Task goal. Every line in the data below that includes "from" belongs in the answer, copied as it stands.

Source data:
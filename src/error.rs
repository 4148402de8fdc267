use std::path::PathBuf;

use thiserror::Error;

#[derive(Error, Debug)]
pub enum StyleGuardError {
    #[error("Configuration error: {0}")]
    Config(String),

    #[error("Failed to read file '{path}': {source}")]
    FileRead {
        path: PathBuf,
        source: std::io::Error,
    },

    #[error("Invalid glob pattern '{pattern}': {source}")]
    InvalidPattern {
        pattern: String,
        source: globset::Error,
    },

    #[error("\"{include}\" included more than once (inconsistently) in \"{path}:{line}\"")]
    InconsistentInclude {
        include: String,
        path: PathBuf,
        line: usize,
    },

    #[error("IO error: {0}")]
    Io(#[from] std::io::Error),

    #[error("TOML parsing error: {0}")]
    TomlParse(#[from] toml::de::Error),

    #[error("JSON serialization error: {0}")]
    JsonSerialize(#[from] serde_json::Error),
}

pub type Result<T> = std::result::Result<T, StyleGuardError>;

Response box.
    Io(#[from] std::io::Error),
    TomlParse(#[from] toml::de::Error),
    JsonSerialize(#[from] serde_json::Error),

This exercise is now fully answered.